26

—Significa —dijo Caxton, intentando explicarle a Gert qué quería la vampira— que dentro de veintitrés horas va a matar a mi novia a menos que me entregue, acceda a convertirme en una vampira y servirla para siempre.

—¿Ésa es tu novia? —preguntó Gert echando un vistazo a la pantalla que repetía el mismo vídeo en un bucle interminable—. Vaya, es bastante mona.

Entonces los monitores se apagaron, y Caxton se dejó caer pesadamente en la única silla del puesto de guardia. Se cubrió la cara con las manos y cerró los ojos. Hundió los hombros. Aquello… era malo.
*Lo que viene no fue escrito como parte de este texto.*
//! Classification of (lower, upper) limit pairs into solver bound kinds
use serde::{Deserialize, Serialize};

/// The five bound kinds a limit pair can register as on the task
#[derive(Debug, Clone, Copy, PartialEq, Eq, Hash, Serialize, Deserialize)]
pub enum BoundKind {
    /// Both limits present and numerically equal
    Fixed,
    /// Both limits present and different
    Ranged,
    /// Only the lower limit present
    Lower,
    /// Only the upper limit present
    Upper,
    /// Neither limit present
    Free,
}

/// A classified bound: the kind plus the two limit values to register.
/// An absent side registers as the infinity of that side.
#[derive(Debug, Clone, Copy, PartialEq, Serialize, Deserialize)]
pub struct BoundInfo {
    pub kind: BoundKind,
    pub lower: f64,
    pub upper: f64,
}

/// Classify a limit pair.
///
/// Total over all inputs; equality is exact numeric equality, no tolerance
/// is applied.
pub fn classify(lower: Option<f64>, upper: Option<f64>) -> BoundInfo {
    let kind = match (lower, upper) {
        (Some(l), Some(u)) => {
            if l == u {
                BoundKind::Fixed
            } else {
                BoundKind::Ranged
            }
        }
        (Some(_), None) => BoundKind::Lower,
        (None, Some(_)) => BoundKind::Upper,
        (None, None) => BoundKind::Free,
    };
    BoundInfo {
        kind,
        lower: lower.unwrap_or(f64::NEG_INFINITY),
        upper: upper.unwrap_or(f64::INFINITY),
    }
}
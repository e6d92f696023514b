//! Module for writing task snapshots
pub mod json;

use thiserror::Error;

#[derive(Error, Debug)]
pub enum IoError {
    #[error("could not serialize the task snapshot")]
    SerializeError(#[from] serde_json::Error),
    #[error("could not write the task snapshot")]
    WriteError(#[from] std::io::Error),
}
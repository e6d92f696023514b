//! Shared native-session resource: log ring and lifecycle
use std::collections::VecDeque;
use std::sync::atomic::{AtomicBool, Ordering};
use std::sync::Mutex;

/// Messages kept in the ring before the oldest are dropped
const LOG_RING_CAPACITY: usize = 1024;

/// The session shared by solver instances: owns the append-only log ring
/// that collects streamed solver messages, and the lifecycle flag releasing
/// the native resources.
///
/// Disposal is explicit and idempotent; dropping a session disposes it as
/// well, so scoped ownership gives deterministic release without relying on
/// any collector.
#[derive(Debug, Default)]
pub struct Session {
    log: Mutex<VecDeque<String>>,
    disposed: AtomicBool,
}

impl Session {
    pub fn new() -> Self {
        Self::default()
    }

    /// Append one streamed message to the log ring.
    ///
    /// Messages arriving on a disposed session are discarded. The ring
    /// drops its oldest entry beyond capacity; log writes are never solve
    /// results.
    pub fn stream(&self, message: &str) {
        if self.is_disposed() {
            return;
        }
        let mut log = self.log.lock().unwrap();
        if log.len() == LOG_RING_CAPACITY {
            log.pop_front();
        }
        log.push_back(message.to_string());
    }

    /// Drain the buffered messages into the sink, in arrival order
    pub fn flush(&self, sink: &mut dyn FnMut(&str)) {
        let drained: Vec<String> = {
            let mut log = self.log.lock().unwrap();
            log.drain(..).collect()
        };
        for message in &drained {
            sink(message);
        }
    }

    pub fn is_disposed(&self) -> bool {
        self.disposed.load(Ordering::Acquire)
    }

    /// Release the session. Safe to call more than once; only the first
    /// call clears the log ring.
    pub fn dispose(&self) {
        if self.disposed.swap(true, Ordering::AcqRel) {
            return;
        }
        self.log.lock().unwrap().clear();
    }
}

impl Drop for Session {
    fn drop(&mut self) {
        self.dispose();
    }
}

#[cfg(test)]
mod tests {
    use super::*;

    #[test]
    fn flush_drains_in_arrival_order() {
        let session = Session::new();
        session.stream("first");
        session.stream("second");

        let mut seen = Vec::new();
        session.flush(&mut |message| seen.push(message.to_string()));
        assert_eq!(seen, vec!["first", "second"]);

        // A flush consumes the ring
        let mut again = Vec::new();
        session.flush(&mut |message| again.push(message.to_string()));
        assert!(again.is_empty());
    }

    #[test]
    fn ring_drops_oldest_beyond_capacity() {
        let session = Session::new();
        for index in 0..(LOG_RING_CAPACITY + 3) {
            session.stream(&format!("message {index}"));
        }
        let mut seen = Vec::new();
        session.flush(&mut |message| seen.push(message.to_string()));
        assert_eq!(seen.len(), LOG_RING_CAPACITY);
        assert_eq!(seen[0], "message 3");
    }

    #[test]
    fn dispose_is_idempotent() {
        let session = Session::new();
        session.stream("kept until dispose");
        session.dispose();
        assert!(session.is_disposed());
        session.dispose();
        assert!(session.is_disposed());

        // Streams after dispose are discarded
        session.stream("late");
        let mut seen = Vec::new();
        session.flush(&mut |message| seen.push(message.to_string()));
        assert!(seen.is_empty());
    }
}
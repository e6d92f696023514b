//! Provides struct representing an expression based optimization model
use indexmap::IndexMap;
use thiserror::Error;

use crate::model::expression::{CompensatedExpression, Expression, Slot};
use crate::model::model::ModelError::{
    NonExistentVariablesInConstraint, NonExistentVariablesInObjective,
};
use crate::model::objective::{Objective, ObjectiveSense};
use crate::model::variable::{Variable, VariableType};

/// An in-memory optimization model: ordered variables, ordered constraints
/// and one objective expression.
///
/// The model is the host side of the solver translation: it hands the
/// loader an ordered free-variable list, compensated constraint and
/// objective expressions, and the two structure queries
/// ([`any_variable_integer`](Self::any_variable_integer),
/// [`any_expression_quadratic`](Self::any_expression_quadratic)) that drive
/// solution type selection.
#[derive(Debug, Clone, Default)]
pub struct ExpressionModel {
    /// Variables of the model, keyed by id, in insertion order
    variables: IndexMap<String, Variable>,
    /// Constraints of the model, keyed by id, in insertion order
    constraints: IndexMap<String, Expression>,
    /// Objective to optimize
    objective: Objective,
}

impl ExpressionModel {
    // region Creation Functions
    /// Create a new model with a given objective sense
    pub fn new(objective_sense: ObjectiveSense) -> Self {
        Self {
            variables: IndexMap::new(),
            constraints: IndexMap::new(),
            objective: Objective::new(objective_sense),
        }
    }

    /// Create a new maximization model
    pub fn new_maximization() -> Self {
        Self::new(ObjectiveSense::Maximize)
    }

    /// Create a new minimization model
    pub fn new_minimization() -> Self {
        Self::new(ObjectiveSense::Minimize)
    }
    // endregion Creation Functions

    // region Adding Variables
    /// Add a variable to the model
    ///
    /// The variable's `index` is overwritten with its position in the model.
    pub fn add_variable(&mut self, mut variable: Variable) -> Result<usize, ModelError> {
        if self.variables.contains_key(&variable.id) {
            return Err(ModelError::VariableIdAlreadyExists);
        }
        if let (Some(lower), Some(upper)) = (variable.lower, variable.upper) {
            if lower > upper {
                return Err(ModelError::InvalidVariableBounds);
            }
        }
        let index = self.variables.len();
        variable.index = index;
        self.variables.insert(variable.id.clone(), variable);
        Ok(index)
    }

    /// Create a new variable and add it to the model
    pub fn add_new_variable(
        &mut self,
        id: &str,
        variable_type: VariableType,
        lower: Option<f64>,
        upper: Option<f64>,
    ) -> Result<usize, ModelError> {
        self.add_variable(Variable {
            id: id.to_string(),
            name: None,
            variable_type,
            lower,
            upper,
            index: 0,
        })
    }
    // endregion Adding Variables

    // region Adding Constraints
    /// Add a constraint to the model
    pub fn add_constraint(&mut self, id: &str, expression: Expression) -> Result<(), ModelError> {
        if self.constraints.contains_key(id) {
            return Err(ModelError::ConstraintAlreadyExists);
        }
        if let (Some(lower), Some(upper)) = (expression.lower, expression.upper) {
            if lower > upper {
                return Err(ModelError::InvalidConstraintBounds);
            }
        }
        if !self.references_known_variables(&expression) {
            return Err(NonExistentVariablesInConstraint);
        }
        self.constraints.insert(id.to_string(), expression);
        Ok(())
    }
    // endregion Adding Constraints

    // region Objective
    /// Replace the objective of the model
    pub fn set_objective(&mut self, objective: Objective) -> Result<(), ModelError> {
        if !self.references_known_variables(&objective.expression) {
            return Err(NonExistentVariablesInObjective);
        }
        self.objective = objective;
        Ok(())
    }

    /// Update the objective sense of the model
    pub fn set_objective_sense(&mut self, sense: ObjectiveSense) {
        self.objective.set_sense(sense);
    }

    pub fn objective(&self) -> &Objective {
        &self.objective
    }
    // endregion Objective

    // region Accessors
    pub fn variable(&self, id: &str) -> Option<&Variable> {
        self.variables.get(id)
    }

    pub fn variable_at(&self, index: usize) -> Option<&Variable> {
        self.variables.get_index(index).map(|(_, variable)| variable)
    }

    pub fn variables(&self) -> impl Iterator<Item = &Variable> {
        self.variables.values()
    }

    pub fn constraint(&self, id: &str) -> Option<&Expression> {
        self.constraints.get(id)
    }

    pub fn constraints(&self) -> impl Iterator<Item = (&String, &Expression)> {
        self.constraints.iter()
    }

    pub fn num_variables(&self) -> usize {
        self.variables.len()
    }

    pub fn num_constraints(&self) -> usize {
        self.constraints.len()
    }
    // endregion Accessors

    // region Free Variables
    /// Variables not pinned to a constant, in model order
    pub fn free_variables(&self) -> impl Iterator<Item = &Variable> {
        self.variables.values().filter(|variable| !variable.is_fixed())
    }

    pub fn num_free_variables(&self) -> usize {
        self.free_variables().count()
    }

    /// Task column of each variable, by model index; `None` for pinned ones
    pub fn free_columns(&self) -> Vec<Option<usize>> {
        let mut next = 0;
        self.variables
            .values()
            .map(|variable| {
                if variable.is_fixed() {
                    None
                } else {
                    let column = next;
                    next += 1;
                    Some(column)
                }
            })
            .collect()
    }
    // endregion Free Variables

    // region Check Model
    /// Whether any free variable is an integer variable.
    ///
    /// A variable pinned by equal limits is a constant by the time columns
    /// exist, so it cannot force an integer solve.
    pub fn any_variable_integer(&self) -> bool {
        self.free_variables().any(Variable::is_integer)
    }

    /// Whether the objective or any constraint carries quadratic terms
    pub fn any_expression_quadratic(&self) -> bool {
        self.objective.is_quadratic()
            || self.constraints.values().any(Expression::is_quadratic)
    }
    // endregion Check Model

    // region Compensation
    /// Fold the contributions of pinned variables out of an expression.
    ///
    /// Coefficients on free variables are re-keyed to task columns. A linear
    /// term on a pinned variable moves into the constant; a quadratic term
    /// with one pinned side becomes a linear term on the free side; a term
    /// with both sides pinned moves into the constant. Eliminated entries
    /// stay in the result as [`Slot::Elided`] markers so the destination
    /// arrays keep their shape, and the limit pair is shifted by the
    /// constant.
    pub fn compensate(&self, expression: &Expression) -> CompensatedExpression {
        let columns = self.free_columns();
        let column_of = |index: usize| columns.get(index).copied().flatten();
        let value_of = |index: usize| {
            self.variable_at(index)
                .and_then(Variable::fixed_value)
                .unwrap_or(0.0)
        };

        let mut constant = 0.0;
        let mut folded_linear: IndexMap<usize, f64> = IndexMap::new();

        let mut quadratic = Vec::with_capacity(expression.quadratic.len());
        for (&(i, j), &coefficient) in &expression.quadratic {
            match (column_of(i), column_of(j)) {
                (Some(row), Some(column)) => {
                    quadratic.push(((Slot::Column(row), Slot::Column(column)), coefficient));
                }
                (Some(row), None) => {
                    *folded_linear.entry(row).or_insert(0.0) += coefficient * value_of(j);
                    quadratic.push(((Slot::Column(row), Slot::Elided), coefficient));
                }
                (None, Some(column)) => {
                    *folded_linear.entry(column).or_insert(0.0) += coefficient * value_of(i);
                    quadratic.push(((Slot::Elided, Slot::Column(column)), coefficient));
                }
                (None, None) => {
                    constant += coefficient * value_of(i) * value_of(j);
                    quadratic.push(((Slot::Elided, Slot::Elided), coefficient));
                }
            }
        }

        let mut linear = Vec::with_capacity(expression.linear.len() + folded_linear.len());
        for (&index, &coefficient) in &expression.linear {
            match column_of(index) {
                Some(column) => {
                    let folded = folded_linear.swap_remove(&column).unwrap_or(0.0);
                    linear.push((Slot::Column(column), coefficient + folded));
                }
                None => {
                    constant += coefficient * value_of(index);
                    linear.push((Slot::Elided, coefficient));
                }
            }
        }
        // Quadratic folds landing on columns with no original linear term
        for (column, coefficient) in folded_linear {
            linear.push((Slot::Column(column), coefficient));
        }

        CompensatedExpression {
            linear,
            quadratic,
            lower: expression.lower.map(|lower| lower - constant),
            upper: expression.upper.map(|upper| upper - constant),
            constant,
        }
    }
    // endregion Compensation

    fn references_known_variables(&self, expression: &Expression) -> bool {
        let limit = self.variables.len();
        expression.linear.keys().all(|&index| index < limit)
            && expression
                .quadratic
                .keys()
                .all(|&(row, column)| row < limit && column < limit)
    }
}

/// Errors associated with building an [`ExpressionModel`]
#[derive(Error, Debug, Clone, PartialEq, Eq)]
pub enum ModelError {
    /// Error when trying to add a variable with the same id as an existing variable
    #[error("Tried to add a variable with the same id as an existing variable")]
    VariableIdAlreadyExists,
    /// Error when trying to add a variable with lower > upper
    #[error("Tried to add a variable with lower limit above its upper limit")]
    InvalidVariableBounds,
    /// Error when trying to add a constraint with the same id as an existing constraint
    #[error("Tried to add a constraint with the same id as an existing constraint")]
    ConstraintAlreadyExists,
    /// Error when trying to add a constraint with lower > upper
    #[error("Tried to add a constraint with lower limit above its upper limit")]
    InvalidConstraintBounds,
    /// Error when a constraint references variables not in the model
    #[error("Tried to add a constraint with variables not in the model")]
    NonExistentVariablesInConstraint,
    /// Error when the objective references variables not in the model
    #[error("Tried to set an objective with variables not in the model")]
    NonExistentVariablesInObjective,
}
Hasta aquel momento su principal preocupación había sido su propia seguridad. Su plan consistía básicamente en escapar y dejar que fueran otros quienes se encargaran del infierno que se cernía sobre la cárcel. Caxton se sentía preparada para realizar aquel trabajo. Conservar la propia vida era fácil: con la desesperación bastaba.

Pero ahora las cosas habían cambiado. Su nueva misión iba a requerir inteligencia.

Levantó los ojos y fijó la mirada en la puerta que comunicaba la cocina con el muelle de carga. Los temblores habían cesado, los engendros habían dejado de acecharlas. Al parecer, iban a concederle a Caxton tiempo para considerar el ultimátum de Malvern.

—Bueno —dijo. Gert se volvió hacia ella y la miró con los ojos muy abiertos, expectantes, como una niña que esperase que su madre le dijera qué debía hacer—. Acaba de salir el sol. Por eso me ha concedido veintitrés horas. Dentro de veintitrés horas faltará una hora para que vuelva a salir el sol, tiempo suficiente para ofrecerme la maldición antes de que tenga que volver a su ataúd.

Gert echó un vistazo a través de la puerta del muelle de carga. El cielo estaba adquiriendo ya un tono vagamente amarillo y varias nubes violetas cruzaban el firmamento. Gert asintió con la cabeza, confirmando las palabras de Caxton.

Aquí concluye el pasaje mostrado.